Lines in which "display" appears should be pulled from the data below.

*** Opening Given data ***

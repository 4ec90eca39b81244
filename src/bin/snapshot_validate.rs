use naxxramas::persistence::store::InstanceStore;
use std::path::PathBuf;

fn main() -> Result<(), String> {
    let args: Vec<String> = std::env::args().collect();
    let Some(dir) = args.get(1) else {
        return Err("usage: snapshot_validate <instance-save-dir>".to_string());
    };
    let store = InstanceStore::new(PathBuf::from(dir));
    let report = store.validate_snapshots();

    println!("instance snapshot check:");
    println!("- dir: {}", store.dir().display());
    if report.missing_dir {
        println!("- missing directory");
        return Err(format!("{} does not exist", store.dir().display()));
    }
    println!("- snapshot files: {}", report.files);
    println!("- parsed: {}", report.parsed);
    println!("- skipped: {}", report.skipped);
    println!("- errors: {}", report.errors.len());
    if !report.errors.is_empty() {
        println!("errors:");
        for err in &report.errors {
            println!("- {}", err);
        }
        return Err("invalid instance snapshots detected".to_string());
    }

    Ok(())
}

*** Closing Given data ***

» **Output of the task**:
    println!("- dir: {}", store.dir().display());
        return Err(format!("{} does not exist", store.dir().display()));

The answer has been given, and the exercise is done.